10:56 - More humor from Scalia, as he suggests it would amount to "cruel and unusual punishment" for the court to figure out what exactly survives in the health law; "Mr. Kneedler, what happened to the Eighth Amendment? You really want us to go through these 2,700 pages?"
10:57 - Justice Kagan gets in yet another dig at the Congress, referring to the "complex parliamentary shenanigans" that go on across the street.
10:58 - The Chief Justice again makes clear he's not buying the government's argument. He doesn't look like a fifth vote to me.
11:01 - Kennedy makes us wonder if he really is ready to throw out the whole bill, saying for the court to pick and choose what survives, "isn't this an awesome exercise of judicial power?"
11:05 - This is what I love about the Supreme Court - both sides are using the same court case (Booker) to bolster their arguments today.
11:09 - I realize that this is the third straight day in which I have gone for over three hours without drinking any water or a bathroom break. That might be an Eighth Amendment violation to treat reporters that way.
11:15 - I look up suddenly to see Super Security Guy rubbing his hands together like he's about to yank one of us out of our seats for a little test of Chemical Billy.
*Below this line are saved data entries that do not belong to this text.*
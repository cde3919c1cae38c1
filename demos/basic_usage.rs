//! Basic usage of the query engine: pass-through, mutex and write-invalidate.

use cache_shield::{
    backend::InMemoryBackend, error::Result, CacheEntity, CacheFeed, CacheStrategy,
    DataRepository, QueryEngine, RebuildScheduler,
};
use serde::{Deserialize, Serialize};
use std::collections::HashMap;
use std::sync::Arc;
use tokio::sync::RwLock;

/// Example entity: Shop
#[derive(Clone, Serialize, Deserialize, Debug)]
struct Shop {
    id: Option<u64>,
    name: String,
    area: String,
    score: u32,
}

impl CacheEntity for Shop {
    type Key = u64;

    fn cache_key(&self) -> Option<Self::Key> {
        self.id
    }

    fn cache_prefix() -> &'static str {
        "shop"
    }
}

/// Feeder for Shop
struct ShopFeeder {
    id: u64,
    shop: Option<Shop>,
}

impl CacheFeed<Shop> for ShopFeeder {
    fn entity_id(&mut self) -> u64 {
        self.id
    }

    fn feed(&mut self, entity: Option<Shop>) {
        self.shop = entity;
    }
}

/// Mock repository that simulates database access
struct ShopRepository {
    rows: RwLock<HashMap<u64, Shop>>,
}

impl ShopRepository {
    fn seeded() -> Self {
        let mut rows = HashMap::new();
        rows.insert(
            1,
            Shop {
                id: Some(1),
                name: "103 Tea House".to_string(),
                area: "Grand Canal".to_string(),
                score: 37,
            },
        );
        rows.insert(
            2,
            Shop {
                id: Some(2),
                name: "Lucky Noodles".to_string(),
                area: "Old Town".to_string(),
                score: 45,
            },
        );
        ShopRepository {
            rows: RwLock::new(rows),
        }
    }
}

impl DataRepository<Shop> for ShopRepository {
    async fn fetch_by_id(&self, id: &u64) -> Result<Option<Shop>> {
        println!("  [DB] Fetching shop: {}", id);
        Ok(self.rows.read().await.get(id).cloned())
    }

    async fn save(&self, shop: &Shop) -> Result<()> {
        if let Some(id) = shop.id {
            self.rows.write().await.insert(id, shop.clone());
        }
        Ok(())
    }

    async fn update_by_id(&self, shop: &Shop) -> Result<()> {
        println!("  [DB] Updating shop: {:?}", shop.id);
        self.save(shop).await
    }
}

#[tokio::main]
async fn main() -> Result<()> {
    // Initialize logging
    env_logger::Builder::from_default_env()
        .filter_level(log::LevelFilter::Debug)
        .try_init()
        .ok();

    println!("\n=== Cache Shield - Basic Example ===\n");

    // 1. Initialize engine
    println!("1. Initializing in-memory cache backend...");
    let scheduler = Arc::new(RebuildScheduler::new(2));
    let engine = QueryEngine::new(InMemoryBackend::new(), scheduler.clone());
    let repository = Arc::new(ShopRepository::seeded());
    println!("   ✓ Engine ready\n");

    // 2. First request - cache miss, fetch from database
    println!("2. First request for shop 1 (pass-through):");
    if let Some(shop) = engine
        .query_by_id::<Shop, _>(&1, &repository, CacheStrategy::PassThrough)
        .await?
    {
        println!("   ✓ Shop loaded: {} in {}\n", shop.name, shop.area);
    }

    // 3. Second request - cache hit
    println!("3. Second request for shop 1:");
    if let Some(shop) = engine
        .query_by_id::<Shop, _>(&1, &repository, CacheStrategy::PassThrough)
        .await?
    {
        println!("   ✓ Shop loaded from cache: {} (score {})\n", shop.name, shop.score);
    }

    // 4. Missing id - null marker stops repeated database lookups
    println!("4. Two requests for missing shop 99:");
    for _ in 0..2 {
        let found = engine
            .query_by_id::<Shop, _>(&99, &repository, CacheStrategy::PassThrough)
            .await?;
        println!("   ✓ Found: {:?}", found.map(|s| s.name));
    }
    println!();

    // 5. Mutex strategy through a feeder
    println!("5. Mutex strategy via feeder (shop 2):");
    let mut feeder = ShopFeeder { id: 2, shop: None };
    engine
        .with::<Shop, _, _>(&mut feeder, &repository, CacheStrategy::Mutex)
        .await?;
    if let Some(shop) = &feeder.shop {
        println!("   ✓ Shop loaded: {}\n", shop.name);
    }

    // 6. Update - write database, drop cache entry
    println!("6. Renaming shop 1:");
    let renamed = Shop {
        id: Some(1),
        name: "104 Tea House".to_string(),
        area: "Grand Canal".to_string(),
        score: 37,
    };
    engine.update(&renamed, repository.as_ref()).await?;
    if let Some(shop) = engine
        .query_by_id::<Shop, _>(&1, &repository, CacheStrategy::Mutex)
        .await?
    {
        println!("   ✓ Shop after update: {}\n", shop.name);
    }

    scheduler.shutdown().await;
    println!("=== Example Complete ===\n");
    Ok(())
}
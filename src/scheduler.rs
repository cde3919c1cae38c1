//! Fixed-size worker pool for asynchronous cache rebuilds.

use crate::error::{Error, Result};
use futures::future::BoxFuture;
use futures::FutureExt;
use std::future::Future;
use std::panic::AssertUnwindSafe;
use std::sync::atomic::{AtomicU64, AtomicUsize, Ordering};
use std::sync::{Arc, Mutex as SyncMutex, PoisonError};
use tokio::sync::{mpsc, Mutex, Notify};
use tokio::task::JoinHandle;

/// Default number of rebuild workers.
pub const DEFAULT_WORKERS: usize = 10;

type RebuildTask = BoxFuture<'static, Result<()>>;

#[derive(Default)]
struct PoolState {
    pending: AtomicUsize,
    submitted: AtomicU64,
    failed: AtomicU64,
    idle: Notify,
}

impl PoolState {
    fn finish_one(&self) {
        if self.pending.fetch_sub(1, Ordering::AcqRel) == 1 {
            self.idle.notify_waiters();
        }
    }
}

/// Runs cache rebuild tasks on a fixed set of tokio tasks, separate from the
/// callers that submit them.
///
/// Construct once (inside a tokio runtime) and share through `Arc`.
///
/// # Example
///
/// ```
/// # use cache_shield::scheduler::RebuildScheduler;
/// # async fn example() -> cache_shield::Result<()> {
/// let scheduler = RebuildScheduler::new(4);
/// scheduler.submit(async {
///     // re-read the backing store, write the cache, release the lock
///     Ok(())
/// })?;
/// scheduler.wait_idle().await;
/// # Ok(())
/// # }
/// ```
pub struct RebuildScheduler {
    /// `None` once shut down; dropping it closes the queue.
    sender: SyncMutex<Option<mpsc::UnboundedSender<RebuildTask>>>,
    workers: Mutex<Vec<JoinHandle<()>>>,
    worker_count: usize,
    state: Arc<PoolState>,
}

impl RebuildScheduler {
    /// Spawn `workers` worker tasks (at least one) on the current runtime.
    ///
    /// # Panics
    ///
    /// Panics when called outside a tokio runtime.
    pub fn new(workers: usize) -> Self {
        let worker_count = workers.max(1);
        let (sender, receiver) = mpsc::unbounded_channel();
        let receiver = Arc::new(Mutex::new(receiver));
        let state = Arc::new(PoolState::default());

        let handles = (0..worker_count)
            .map(|index| {
                tokio::spawn(worker_loop(
                    index,
                    Arc::clone(&receiver),
                    Arc::clone(&state),
                ))
            })
            .collect();

        info!("✓ Rebuild scheduler started with {} workers", worker_count);

        RebuildScheduler {
            sender: SyncMutex::new(Some(sender)),
            workers: Mutex::new(handles),
            worker_count,
            state,
        }
    }

    /// Queue `task` and return without waiting for it.
    ///
    /// The task's error is logged and dropped; effects are observable only
    /// through the cache.
    ///
    /// # Errors
    ///
    /// `Error::SchedulerClosed` after [`shutdown`](Self::shutdown).
    pub fn submit<F>(&self, task: F) -> Result<()>
    where
        F: Future<Output = Result<()>> + Send + 'static,
    {
        // Held across the send so shutdown cannot close the queue in between.
        let sender = self.sender.lock().unwrap_or_else(PoisonError::into_inner);
        let sender = sender.as_ref().ok_or(Error::SchedulerClosed)?;

        self.state.pending.fetch_add(1, Ordering::AcqRel);
        if sender.send(task.boxed()).is_err() {
            self.state.finish_one();
            return Err(Error::SchedulerClosed);
        }

        self.state.submitted.fetch_add(1, Ordering::Relaxed);
        debug!("» Rebuild task submitted");
        Ok(())
    }

    pub fn worker_count(&self) -> usize {
        self.worker_count
    }

    /// Tasks queued or running.
    pub fn pending(&self) -> usize {
        self.state.pending.load(Ordering::Acquire)
    }

    /// Tasks accepted since start.
    pub fn submitted(&self) -> u64 {
        self.state.submitted.load(Ordering::Relaxed)
    }

    /// Tasks that returned an error or panicked.
    pub fn failed(&self) -> u64 {
        self.state.failed.load(Ordering::Relaxed)
    }

    /// Wait until every accepted task has finished.
    pub async fn wait_idle(&self) {
        loop {
            let idle = self.state.idle.notified();
            if self.pending() == 0 {
                return;
            }
            idle.await;
        }
    }

    /// Stop accepting work, let queued tasks finish, then stop the workers.
    pub async fn shutdown(&self) {
        let sender = self
            .sender
            .lock()
            .unwrap_or_else(PoisonError::into_inner)
            .take();
        if sender.is_none() {
            return;
        }
        // Workers drain the queue and exit once it is closed and empty.
        drop(sender);

        let handles = std::mem::take(&mut *self.workers.lock().await);
        for handle in handles {
            if let Err(e) = handle.await {
                error!("Rebuild worker terminated abnormally: {}", e);
            }
        }

        info!(
            "✓ Rebuild scheduler stopped ({} submitted, {} failed)",
            self.submitted(),
            self.failed()
        );
    }
}

async fn worker_loop(
    index: usize,
    receiver: Arc<Mutex<mpsc::UnboundedReceiver<RebuildTask>>>,
    state: Arc<PoolState>,
) {
    loop {
        let task = match receiver.lock().await.recv().await {
            Some(task) => task,
            None => break,
        };

        match AssertUnwindSafe(task).catch_unwind().await {
            Ok(Ok(())) => {
                debug!("✓ Rebuild task finished on worker {}", index);
            }
            Ok(Err(e)) => {
                state.failed.fetch_add(1, Ordering::Relaxed);
                warn!("Rebuild task failed on worker {}: {}", index, e);
            }
            Err(panic) => {
                state.failed.fetch_add(1, Ordering::Relaxed);
                let panic_msg = if let Some(s) = panic.downcast_ref::<&str>() {
                    s.to_string()
                } else if let Some(s) = panic.downcast_ref::<String>() {
                    s.clone()
                } else {
                    "Unknown panic".to_string()
                };
                error!("Rebuild task panicked on worker {}: {}", index, panic_msg);
            }
        }

        state.finish_one();
    }

    debug!("Rebuild worker {} stopped", index);
}
//! Feeder pattern: a caller-owned slot the engine fills with a query result.

use crate::entity::CacheEntity;
use crate::error::{Error, Result};

/// Supplies an id to look up and receives the result.
///
/// # Example
///
/// ```
/// use cache_shield::{CacheEntity, CacheFeed};
/// # use serde::{Deserialize, Serialize};
/// # #[derive(Clone, Serialize, Deserialize)]
/// # struct Shop { id: Option<u64> }
/// # impl CacheEntity for Shop {
/// #     type Key = u64;
/// #     fn cache_key(&self) -> Option<u64> { self.id }
/// #     fn cache_prefix() -> &'static str { "shop" }
/// # }
///
/// struct ShopFeeder {
///     id: u64,
///     shop: Option<Shop>,
/// }
///
/// impl CacheFeed<Shop> for ShopFeeder {
///     fn entity_id(&mut self) -> u64 {
///         self.id
///     }
///
///     fn feed(&mut self, entity: Option<Shop>) {
///         self.shop = entity;
///     }
/// }
/// ```
pub trait CacheFeed<T: CacheEntity>: Send {
    /// Identifier to look up.
    fn entity_id(&mut self) -> T::Key;

    /// Receive the result; `None` if the entity does not exist.
    fn feed(&mut self, entity: Option<T>);

    /// Optional: Reject the request before any store access.
    fn validate(&self) -> Result<()> {
        Ok(())
    }

    /// Optional: Called when an entity was found, before `feed`.
    fn on_hit(&mut self, _key: &str) -> Result<()> {
        Ok(())
    }

    /// Optional: Called when the entity does not exist, before `feed`.
    fn on_miss(&mut self, _key: &str) -> Result<()> {
        Ok(())
    }

    /// Optional: Inspect the entity before it is fed.
    fn on_loaded(&mut self, _entity: &T) -> Result<()> {
        Ok(())
    }
}

/// Feeder that just stores what it receives.
#[derive(Clone)]
pub struct GenericFeeder<T: CacheEntity> {
    pub id: T::Key,
    pub data: Option<T>,
}

impl<T: CacheEntity> GenericFeeder<T> {
    pub fn new(id: T::Key) -> Self {
        GenericFeeder { id, data: None }
    }

    /// Take the fed entity, failing with `Error::NotFound` if there is none.
    pub fn into_found(self) -> Result<T> {
        let id = self.id;
        self.data
            .ok_or_else(|| Error::NotFound(format!("{} {}", T::cache_prefix(), id)))
    }
}

impl<T: CacheEntity> CacheFeed<T> for GenericFeeder<T> {
    fn entity_id(&mut self) -> T::Key {
        self.id.clone()
    }

    fn feed(&mut self, entity: Option<T>) {
        self.data = entity;
    }
}

#[cfg(test)]
mod tests {
    use super::*;
    use serde::{Deserialize, Serialize};

    #[derive(Clone, Debug, PartialEq, Serialize, Deserialize)]
    struct TestEntity {
        id: Option<String>,
        value: String,
    }

    impl CacheEntity for TestEntity {
        type Key = String;

        fn cache_key(&self) -> Option<Self::Key> {
            self.id.clone()
        }

        fn cache_prefix() -> &'static str {
            "test"
        }
    }

    #[test]
    fn test_generic_feeder_stores_result() {
        let mut feeder = GenericFeeder::<TestEntity>::new("1".to_string());
        assert_eq!(feeder.entity_id(), "1");

        feeder.feed(Some(TestEntity {
            id: Some("1".to_string()),
            value: "data".to_string(),
        }));
        assert_eq!(feeder.into_found().expect("Data not found").value, "data");
    }

    #[test]
    fn test_generic_feeder_not_found() {
        let mut feeder = GenericFeeder::<TestEntity>::new("9".to_string());
        feeder.feed(None);
        assert_eq!(
            feeder.into_found(),
            Err(Error::NotFound("test 9".to_string()))
        );
    }
}
//! Cache-aside query engine - main entry point for cache operations.

use crate::backend::CacheBackend;
use crate::builder::QueryBuilder;
use crate::config::CacheConfig;
use crate::entity::CacheEntity;
use crate::error::{Error, Result};
use crate::feed::CacheFeed;
use crate::key::CacheKeyBuilder;
use crate::lock::DistributedLock;
use crate::observability::{CacheMetrics, NoOpMetrics, TtlPolicy};
use crate::repository::{CollectionRepository, DataRepository};
use crate::scheduler::RebuildScheduler;
use crate::serialization::{self, CacheEntry};
use crate::strategy::CacheStrategy;
use std::sync::Arc;
use std::time::{Duration, Instant, SystemTime};

/// What a cache read found.
enum Cached<T> {
    Hit(T),
    /// Null marker: the backing store is known not to have the id.
    Null,
    Miss,
}

/// Cache-aside query engine.
///
/// Reads go cache first and fall back to a [`DataRepository`] according to a
/// [`CacheStrategy`]; writes go to the repository and invalidate the cache.
/// Cloning is cheap and clones share the backend, scheduler and metrics.
///
/// # Example
///
/// ```ignore
/// use cache_shield::{QueryEngine, backend::InMemoryBackend, scheduler::RebuildScheduler};
/// use std::sync::Arc;
///
/// let scheduler = Arc::new(RebuildScheduler::new(10));
/// let engine = QueryEngine::new(InMemoryBackend::new(), scheduler);
///
/// let shop = engine
///     .query_by_id::<Shop, _>(&1, &repository, CacheStrategy::Mutex)
///     .await?;
/// ```
#[derive(Clone)]
pub struct QueryEngine<B: CacheBackend> {
    backend: B,
    lock: DistributedLock<B>,
    scheduler: Arc<RebuildScheduler>,
    metrics: Arc<dyn CacheMetrics>,
    pub(crate) ttl_policy: TtlPolicy,
    config: CacheConfig,
}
11:23 - Yet another Massachusetts health law shout out. Lucky for Mitt Romney that there was real news the last couple of days or he might have been dragged into this.
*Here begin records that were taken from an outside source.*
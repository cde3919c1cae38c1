//! Error types for cache-shield.

use std::fmt;

/// Result type used throughout the crate.
pub type Result<T> = std::result::Result<T, Error>;

/// Errors produced by the query engine, its backends and collaborators.
///
/// Backing-store absence is not an error: engine queries report it as
/// `Ok(None)`. Only [`CacheService::query_by_id`](crate::CacheService::query_by_id)
/// turns it into [`Error::NotFound`].
#[derive(Debug, Clone, PartialEq, Eq)]
pub enum Error {
    /// Identifier absent from both cache and backing store.
    NotFound(String),

    /// Missing or invalid argument, rejected before any store access.
    InvalidArgument(String),

    /// Cached value could not be decoded into the requested shape.
    MalformedEntry(String),

    /// Rebuild lock is held by another caller.
    ///
    /// Handled inside the engine (retry or skip); callers never see it.
    LockContention(String),

    /// Cache store could not be reached, or waiting for a rebuild lock ran out
    /// of attempts.
    StoreUnavailable(String),

    /// Backing store (database) failure.
    RepositoryError(String),

    /// Payload could not be encoded for storage.
    SerializationError(String),

    /// Invalid configuration.
    ConfigError(String),

    /// Rebuild scheduler no longer accepts work.
    SchedulerClosed,

    /// Operation exceeded its deadline.
    Timeout(String),
}

impl Error {
    /// Whether repeating the same operation may succeed.
    ///
    /// Used by [`QueryBuilder::with_retry`](crate::QueryBuilder::with_retry).
    pub fn is_retryable(&self) -> bool {
        matches!(self, Error::StoreUnavailable(_) | Error::Timeout(_))
    }
}

impl fmt::Display for Error {
    fn fmt(&self, f: &mut fmt::Formatter<'_>) -> fmt::Result {
        match self {
            Error::NotFound(msg) => write!(f, "Not found: {}", msg),
            Error::InvalidArgument(msg) => write!(f, "Invalid argument: {}", msg),
            Error::MalformedEntry(msg) => write!(f, "Malformed cache entry: {}", msg),
            Error::LockContention(msg) => write!(f, "Lock contention: {}", msg),
            Error::StoreUnavailable(msg) => write!(f, "Cache store unavailable: {}", msg),
            Error::RepositoryError(msg) => write!(f, "Repository error: {}", msg),
            Error::SerializationError(msg) => write!(f, "Serialization error: {}", msg),
            Error::ConfigError(msg) => write!(f, "Configuration error: {}", msg),
            Error::SchedulerClosed => write!(f, "Rebuild scheduler is shut down"),
            Error::Timeout(msg) => write!(f, "Timeout: {}", msg),
        }
    }
}

impl std::error::Error for Error {}

#[cfg(test)]
mod tests {
    use super::*;

    #[test]
    fn test_display_includes_message() {
        let err = Error::MalformedEntry("cache:shop:1".to_string());
        assert_eq!(err.to_string(), "Malformed cache entry: cache:shop:1");
        assert_eq!(
            Error::SchedulerClosed.to_string(),
            "Rebuild scheduler is shut down"
        );
    }

    #[test]
    fn test_retryable_errors() {
        assert!(Error::StoreUnavailable("down".to_string()).is_retryable());
        assert!(Error::Timeout("slow".to_string()).is_retryable());
        assert!(!Error::MalformedEntry("bad".to_string()).is_retryable());
        assert!(!Error::InvalidArgument("no id".to_string()).is_retryable());
        assert!(!Error::NotFound("1".to_string()).is_retryable());
    }
}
11:27 - A woman reporter down the row suddenly gets up and hands me a folded up piece of paper. It's a note asking who was just speaking (and not a note asking me out for a beer). Good thing she doesn't know I was blogging about her butt the last few days.
11:35 - Radio news wars! Stephen Portnoy of ABC heads for the exit. Thirty seconds later, Jared Halpern of Fox follows.
11:38 - Scalia finally gets his best sound bite: "My approach would say if you take the heart out of the statute, the statute's gone."
11:43 - Breyer still trying to make the case for saving the health law: "Do you want to make an argument in that respect, that destroying the heart of the bill does not blow up the entire bill; it blows up the heart of a bill?"
11:44 - Another dig at the Legislative Branch, this time from Justice Kennedy during a discussion of what Congress would do on health care. "Is that the real Congress or a hypothetical Congress?" Kennedy says to gales of laughter.
11:45 - Breyer speaks the truth: "I would say stay out of politics. That's for Congress; not us."
11:48 - Before wrapping up his presentation, Clement used "Potemkin" and "halfway house" in his final summary.
11:51 - I race out the door and down the steps. This time I make the light at First Street and hustle over to the TV cameras on the lawn in front of the Capitol. I shoot a video in one take on what I saw in the Court and run inside to do my radio spot on the Neal Boortz show.
12:04 - I take a deep breath before going on the air. This is fun stuff.